* Exercise brief *
Transcribe the stretch of entries below from the line with "Default value of" through the line with "impl Default for Builder", exactly and with both ends included; leave out all other lines.

* Stored data entries *
=== Section Start ===

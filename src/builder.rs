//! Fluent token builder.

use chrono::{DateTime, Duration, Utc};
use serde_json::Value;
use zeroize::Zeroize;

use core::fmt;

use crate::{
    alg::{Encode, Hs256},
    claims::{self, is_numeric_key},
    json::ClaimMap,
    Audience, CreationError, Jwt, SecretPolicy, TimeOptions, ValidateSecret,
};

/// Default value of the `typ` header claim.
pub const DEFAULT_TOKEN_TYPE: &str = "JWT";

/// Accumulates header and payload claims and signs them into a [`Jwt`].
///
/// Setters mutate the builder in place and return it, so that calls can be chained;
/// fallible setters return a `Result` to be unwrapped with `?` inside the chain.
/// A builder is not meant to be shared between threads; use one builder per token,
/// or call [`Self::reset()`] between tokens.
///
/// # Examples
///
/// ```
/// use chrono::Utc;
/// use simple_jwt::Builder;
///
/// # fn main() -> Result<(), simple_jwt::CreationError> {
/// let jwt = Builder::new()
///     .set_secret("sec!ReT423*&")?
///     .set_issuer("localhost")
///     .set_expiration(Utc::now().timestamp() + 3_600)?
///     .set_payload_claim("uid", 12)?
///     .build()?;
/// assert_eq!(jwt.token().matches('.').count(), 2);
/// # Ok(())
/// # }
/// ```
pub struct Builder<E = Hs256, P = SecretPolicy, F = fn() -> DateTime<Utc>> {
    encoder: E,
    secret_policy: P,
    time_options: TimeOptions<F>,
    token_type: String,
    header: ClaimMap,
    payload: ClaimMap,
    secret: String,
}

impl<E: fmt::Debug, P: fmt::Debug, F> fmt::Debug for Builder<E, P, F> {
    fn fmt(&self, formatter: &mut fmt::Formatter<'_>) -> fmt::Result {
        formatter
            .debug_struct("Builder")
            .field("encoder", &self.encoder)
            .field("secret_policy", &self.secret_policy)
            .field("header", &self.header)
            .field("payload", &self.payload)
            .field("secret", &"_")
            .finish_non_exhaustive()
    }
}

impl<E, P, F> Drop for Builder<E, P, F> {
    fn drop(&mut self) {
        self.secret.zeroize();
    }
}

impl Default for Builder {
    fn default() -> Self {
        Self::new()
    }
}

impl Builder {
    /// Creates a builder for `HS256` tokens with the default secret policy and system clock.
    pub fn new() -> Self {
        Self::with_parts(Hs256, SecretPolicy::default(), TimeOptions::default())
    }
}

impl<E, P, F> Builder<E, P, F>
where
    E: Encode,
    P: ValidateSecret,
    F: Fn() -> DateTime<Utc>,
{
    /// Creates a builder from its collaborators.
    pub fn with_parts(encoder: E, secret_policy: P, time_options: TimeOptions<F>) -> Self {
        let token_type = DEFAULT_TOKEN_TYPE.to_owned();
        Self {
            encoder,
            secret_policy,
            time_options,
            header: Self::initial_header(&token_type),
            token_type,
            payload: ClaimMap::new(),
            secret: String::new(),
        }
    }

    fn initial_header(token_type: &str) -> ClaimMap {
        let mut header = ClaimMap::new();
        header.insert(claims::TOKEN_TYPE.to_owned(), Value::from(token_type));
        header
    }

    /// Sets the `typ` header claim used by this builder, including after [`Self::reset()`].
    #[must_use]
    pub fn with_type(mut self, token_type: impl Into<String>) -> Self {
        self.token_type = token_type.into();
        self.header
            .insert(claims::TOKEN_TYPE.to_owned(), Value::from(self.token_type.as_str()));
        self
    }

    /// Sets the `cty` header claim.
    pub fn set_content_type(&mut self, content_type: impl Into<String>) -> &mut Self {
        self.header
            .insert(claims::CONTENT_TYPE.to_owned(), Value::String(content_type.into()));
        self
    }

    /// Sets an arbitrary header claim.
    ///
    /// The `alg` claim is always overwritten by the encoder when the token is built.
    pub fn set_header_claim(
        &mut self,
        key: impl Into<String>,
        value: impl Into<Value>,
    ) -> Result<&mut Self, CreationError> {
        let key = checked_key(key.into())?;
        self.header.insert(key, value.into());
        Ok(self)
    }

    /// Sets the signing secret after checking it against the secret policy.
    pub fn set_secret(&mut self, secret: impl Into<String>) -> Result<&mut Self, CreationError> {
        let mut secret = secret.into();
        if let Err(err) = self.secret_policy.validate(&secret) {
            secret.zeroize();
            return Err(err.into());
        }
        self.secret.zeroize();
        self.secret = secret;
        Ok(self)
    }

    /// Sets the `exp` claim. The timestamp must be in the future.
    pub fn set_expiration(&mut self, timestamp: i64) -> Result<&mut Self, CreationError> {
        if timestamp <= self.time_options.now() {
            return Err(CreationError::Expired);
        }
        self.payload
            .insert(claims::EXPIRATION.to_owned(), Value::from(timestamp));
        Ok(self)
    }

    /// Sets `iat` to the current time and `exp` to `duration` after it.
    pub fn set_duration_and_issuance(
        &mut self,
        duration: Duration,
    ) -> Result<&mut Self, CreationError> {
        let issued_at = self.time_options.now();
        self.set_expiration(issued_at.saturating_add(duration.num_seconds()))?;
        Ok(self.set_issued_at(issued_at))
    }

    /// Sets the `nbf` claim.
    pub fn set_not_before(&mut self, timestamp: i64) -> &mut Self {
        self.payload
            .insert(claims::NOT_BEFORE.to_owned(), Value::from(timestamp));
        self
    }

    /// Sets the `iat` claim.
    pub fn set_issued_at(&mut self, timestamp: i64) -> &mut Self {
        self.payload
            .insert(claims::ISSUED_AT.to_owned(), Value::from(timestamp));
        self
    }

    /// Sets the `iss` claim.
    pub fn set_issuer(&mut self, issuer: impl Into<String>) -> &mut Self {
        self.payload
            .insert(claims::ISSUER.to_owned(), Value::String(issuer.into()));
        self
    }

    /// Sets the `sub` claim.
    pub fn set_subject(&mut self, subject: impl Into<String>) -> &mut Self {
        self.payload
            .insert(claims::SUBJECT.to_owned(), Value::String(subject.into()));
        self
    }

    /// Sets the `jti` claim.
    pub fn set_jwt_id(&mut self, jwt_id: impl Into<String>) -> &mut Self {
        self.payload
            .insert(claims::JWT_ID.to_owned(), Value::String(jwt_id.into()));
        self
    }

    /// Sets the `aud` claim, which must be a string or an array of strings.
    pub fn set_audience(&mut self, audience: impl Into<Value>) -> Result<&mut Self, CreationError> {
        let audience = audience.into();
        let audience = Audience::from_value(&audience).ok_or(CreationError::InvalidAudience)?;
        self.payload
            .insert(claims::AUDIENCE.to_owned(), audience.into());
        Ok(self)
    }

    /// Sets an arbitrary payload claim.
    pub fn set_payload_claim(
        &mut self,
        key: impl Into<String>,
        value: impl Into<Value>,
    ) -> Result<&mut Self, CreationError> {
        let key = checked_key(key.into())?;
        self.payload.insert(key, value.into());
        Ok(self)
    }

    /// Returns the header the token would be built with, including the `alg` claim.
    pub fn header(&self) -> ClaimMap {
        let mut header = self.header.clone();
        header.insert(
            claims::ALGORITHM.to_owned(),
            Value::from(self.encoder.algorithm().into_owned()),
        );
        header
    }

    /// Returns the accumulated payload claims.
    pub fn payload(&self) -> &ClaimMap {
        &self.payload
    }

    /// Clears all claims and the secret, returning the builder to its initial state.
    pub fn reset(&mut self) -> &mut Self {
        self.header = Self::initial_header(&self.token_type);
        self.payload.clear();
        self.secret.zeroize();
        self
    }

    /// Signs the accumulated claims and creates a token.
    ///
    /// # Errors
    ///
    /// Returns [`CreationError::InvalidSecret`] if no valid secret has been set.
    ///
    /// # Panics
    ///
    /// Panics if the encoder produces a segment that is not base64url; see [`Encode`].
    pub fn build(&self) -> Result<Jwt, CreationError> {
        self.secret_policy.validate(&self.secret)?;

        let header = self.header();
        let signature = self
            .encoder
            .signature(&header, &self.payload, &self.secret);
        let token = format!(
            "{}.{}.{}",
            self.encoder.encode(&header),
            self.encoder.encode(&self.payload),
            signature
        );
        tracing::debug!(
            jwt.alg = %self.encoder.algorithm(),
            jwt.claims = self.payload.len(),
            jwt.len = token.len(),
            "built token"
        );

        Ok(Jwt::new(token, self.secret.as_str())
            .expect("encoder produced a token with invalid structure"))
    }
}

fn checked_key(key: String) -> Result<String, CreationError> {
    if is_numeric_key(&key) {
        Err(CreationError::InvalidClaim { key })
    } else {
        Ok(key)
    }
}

=== Section End ===
=== Section Start ===

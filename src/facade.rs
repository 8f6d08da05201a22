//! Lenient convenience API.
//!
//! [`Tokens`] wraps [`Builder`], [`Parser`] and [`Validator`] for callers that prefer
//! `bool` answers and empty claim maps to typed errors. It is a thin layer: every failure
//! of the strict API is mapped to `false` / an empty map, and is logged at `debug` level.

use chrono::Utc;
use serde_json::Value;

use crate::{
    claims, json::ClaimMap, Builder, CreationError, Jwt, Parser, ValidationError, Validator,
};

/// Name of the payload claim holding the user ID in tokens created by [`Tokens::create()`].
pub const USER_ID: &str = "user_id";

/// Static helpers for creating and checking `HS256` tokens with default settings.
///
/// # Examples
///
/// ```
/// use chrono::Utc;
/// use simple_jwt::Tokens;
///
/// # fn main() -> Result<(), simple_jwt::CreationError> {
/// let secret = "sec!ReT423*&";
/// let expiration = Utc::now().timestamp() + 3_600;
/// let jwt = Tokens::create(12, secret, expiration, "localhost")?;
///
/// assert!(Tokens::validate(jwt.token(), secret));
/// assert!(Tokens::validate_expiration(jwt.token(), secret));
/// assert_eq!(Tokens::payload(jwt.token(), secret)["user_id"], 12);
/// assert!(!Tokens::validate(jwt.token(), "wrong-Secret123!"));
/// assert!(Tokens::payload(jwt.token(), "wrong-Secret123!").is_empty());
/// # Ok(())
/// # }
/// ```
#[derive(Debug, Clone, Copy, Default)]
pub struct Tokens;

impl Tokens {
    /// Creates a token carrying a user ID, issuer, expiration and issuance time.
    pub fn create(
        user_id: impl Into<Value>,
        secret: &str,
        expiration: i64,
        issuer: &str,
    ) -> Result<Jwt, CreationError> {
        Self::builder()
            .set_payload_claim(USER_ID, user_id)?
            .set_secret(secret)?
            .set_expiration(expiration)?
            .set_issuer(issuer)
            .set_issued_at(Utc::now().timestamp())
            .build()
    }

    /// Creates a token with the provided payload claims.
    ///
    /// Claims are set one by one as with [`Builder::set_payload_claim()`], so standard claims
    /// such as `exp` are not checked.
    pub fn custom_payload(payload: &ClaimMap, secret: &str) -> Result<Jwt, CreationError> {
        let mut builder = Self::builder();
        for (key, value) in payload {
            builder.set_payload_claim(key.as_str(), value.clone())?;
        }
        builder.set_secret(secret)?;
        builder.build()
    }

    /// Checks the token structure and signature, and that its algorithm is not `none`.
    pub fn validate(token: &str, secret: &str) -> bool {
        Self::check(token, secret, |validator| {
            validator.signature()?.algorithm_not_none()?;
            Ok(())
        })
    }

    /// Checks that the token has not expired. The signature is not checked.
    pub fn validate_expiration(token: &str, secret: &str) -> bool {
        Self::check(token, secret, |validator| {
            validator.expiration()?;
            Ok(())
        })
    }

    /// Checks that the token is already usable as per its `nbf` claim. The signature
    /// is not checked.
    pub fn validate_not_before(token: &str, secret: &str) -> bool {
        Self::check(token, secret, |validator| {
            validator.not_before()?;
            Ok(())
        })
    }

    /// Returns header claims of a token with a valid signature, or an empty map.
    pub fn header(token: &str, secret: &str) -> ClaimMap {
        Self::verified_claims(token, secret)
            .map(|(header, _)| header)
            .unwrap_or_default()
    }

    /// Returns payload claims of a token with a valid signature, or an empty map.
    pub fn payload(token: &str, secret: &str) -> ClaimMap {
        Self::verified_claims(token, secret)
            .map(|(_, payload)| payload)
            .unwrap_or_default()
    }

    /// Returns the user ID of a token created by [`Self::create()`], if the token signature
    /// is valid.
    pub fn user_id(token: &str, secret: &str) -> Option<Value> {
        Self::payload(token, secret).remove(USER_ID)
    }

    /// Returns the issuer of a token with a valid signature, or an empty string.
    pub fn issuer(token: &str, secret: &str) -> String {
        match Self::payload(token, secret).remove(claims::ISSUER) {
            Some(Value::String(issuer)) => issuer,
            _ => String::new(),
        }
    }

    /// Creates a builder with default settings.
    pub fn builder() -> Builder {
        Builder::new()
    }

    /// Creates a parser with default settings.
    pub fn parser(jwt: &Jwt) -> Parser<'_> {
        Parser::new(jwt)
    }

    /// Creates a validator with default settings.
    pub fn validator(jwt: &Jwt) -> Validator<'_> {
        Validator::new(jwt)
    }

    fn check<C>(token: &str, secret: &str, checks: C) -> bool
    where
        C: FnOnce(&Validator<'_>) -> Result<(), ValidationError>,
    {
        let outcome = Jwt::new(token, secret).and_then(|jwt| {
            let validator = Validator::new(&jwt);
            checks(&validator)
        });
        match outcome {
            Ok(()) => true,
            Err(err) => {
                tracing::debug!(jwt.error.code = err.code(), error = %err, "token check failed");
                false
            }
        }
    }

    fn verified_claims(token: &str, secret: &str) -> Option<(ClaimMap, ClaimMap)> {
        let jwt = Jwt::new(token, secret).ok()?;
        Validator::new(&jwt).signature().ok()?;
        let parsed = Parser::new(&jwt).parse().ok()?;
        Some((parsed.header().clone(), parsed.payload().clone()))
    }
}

=== Section End ===
=== Section Start ===

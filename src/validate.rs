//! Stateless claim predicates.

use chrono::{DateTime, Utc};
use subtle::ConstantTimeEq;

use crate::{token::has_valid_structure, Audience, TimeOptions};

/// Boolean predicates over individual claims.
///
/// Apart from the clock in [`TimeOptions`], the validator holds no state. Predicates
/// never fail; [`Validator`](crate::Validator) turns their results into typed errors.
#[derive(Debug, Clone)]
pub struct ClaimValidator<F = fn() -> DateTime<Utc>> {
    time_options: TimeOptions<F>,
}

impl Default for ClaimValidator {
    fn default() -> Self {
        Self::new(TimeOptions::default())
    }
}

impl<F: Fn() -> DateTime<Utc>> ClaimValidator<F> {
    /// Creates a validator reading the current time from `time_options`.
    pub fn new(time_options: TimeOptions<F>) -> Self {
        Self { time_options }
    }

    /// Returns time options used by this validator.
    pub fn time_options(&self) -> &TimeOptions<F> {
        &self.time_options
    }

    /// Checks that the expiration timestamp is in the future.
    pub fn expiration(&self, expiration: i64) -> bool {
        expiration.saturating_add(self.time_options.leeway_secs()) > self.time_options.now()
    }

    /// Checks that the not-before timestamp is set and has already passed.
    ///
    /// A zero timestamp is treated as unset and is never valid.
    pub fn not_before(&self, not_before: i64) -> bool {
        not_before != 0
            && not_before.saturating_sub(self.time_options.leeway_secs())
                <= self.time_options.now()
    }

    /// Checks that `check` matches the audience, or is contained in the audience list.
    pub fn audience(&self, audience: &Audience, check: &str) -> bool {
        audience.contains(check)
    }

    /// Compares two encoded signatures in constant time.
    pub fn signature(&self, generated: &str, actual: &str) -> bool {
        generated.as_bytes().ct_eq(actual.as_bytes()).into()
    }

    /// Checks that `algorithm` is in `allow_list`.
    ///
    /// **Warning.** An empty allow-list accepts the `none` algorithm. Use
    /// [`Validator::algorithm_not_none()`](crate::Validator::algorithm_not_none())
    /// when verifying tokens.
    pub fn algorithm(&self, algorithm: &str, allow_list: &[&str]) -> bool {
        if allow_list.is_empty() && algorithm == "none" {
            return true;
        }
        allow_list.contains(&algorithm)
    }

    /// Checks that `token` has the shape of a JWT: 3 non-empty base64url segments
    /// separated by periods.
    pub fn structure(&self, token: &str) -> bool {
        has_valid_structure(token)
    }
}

=== Section End ===

* Completed task *
/// Default value of the `typ` header claim.
pub const DEFAULT_TOKEN_TYPE: &str = "JWT";

/// Accumulates header and payload claims and signs them into a [`Jwt`].
///
/// Setters mutate the builder in place and return it, so that calls can be chained;
/// fallible setters return a `Result` to be unwrapped with `?` inside the chain.
/// A builder is not meant to be shared between threads; use one builder per token,
/// or call [`Self::reset()`] between tokens.
///
/// # Examples
///
/// ```
/// use chrono::Utc;
/// use simple_jwt::Builder;
///
/// # fn main() -> Result<(), simple_jwt::CreationError> {
/// let jwt = Builder::new()
///     .set_secret("sec!ReT423*&")?
///     .set_issuer("localhost")
///     .set_expiration(Utc::now().timestamp() + 3_600)?
///     .set_payload_claim("uid", 12)?
///     .build()?;
/// assert_eq!(jwt.token().matches('.').count(), 2);
/// # Ok(())
/// # }
/// ```
pub struct Builder<E = Hs256, P = SecretPolicy, F = fn() -> DateTime<Utc>> {
    encoder: E,
    secret_policy: P,
    time_options: TimeOptions<F>,
    token_type: String,
    header: ClaimMap,
    payload: ClaimMap,
    secret: String,
}

impl<E: fmt::Debug, P: fmt::Debug, F> fmt::Debug for Builder<E, P, F> {
    fn fmt(&self, formatter: &mut fmt::Formatter<'_>) -> fmt::Result {
        formatter
            .debug_struct("Builder")
            .field("encoder", &self.encoder)
            .field("secret_policy", &self.secret_policy)
            .field("header", &self.header)
            .field("payload", &self.payload)
            .field("secret", &"_")
            .finish_non_exhaustive()
    }
}

impl<E, P, F> Drop for Builder<E, P, F> {
    fn drop(&mut self) {
        self.secret.zeroize();
    }
}

impl Default for Builder {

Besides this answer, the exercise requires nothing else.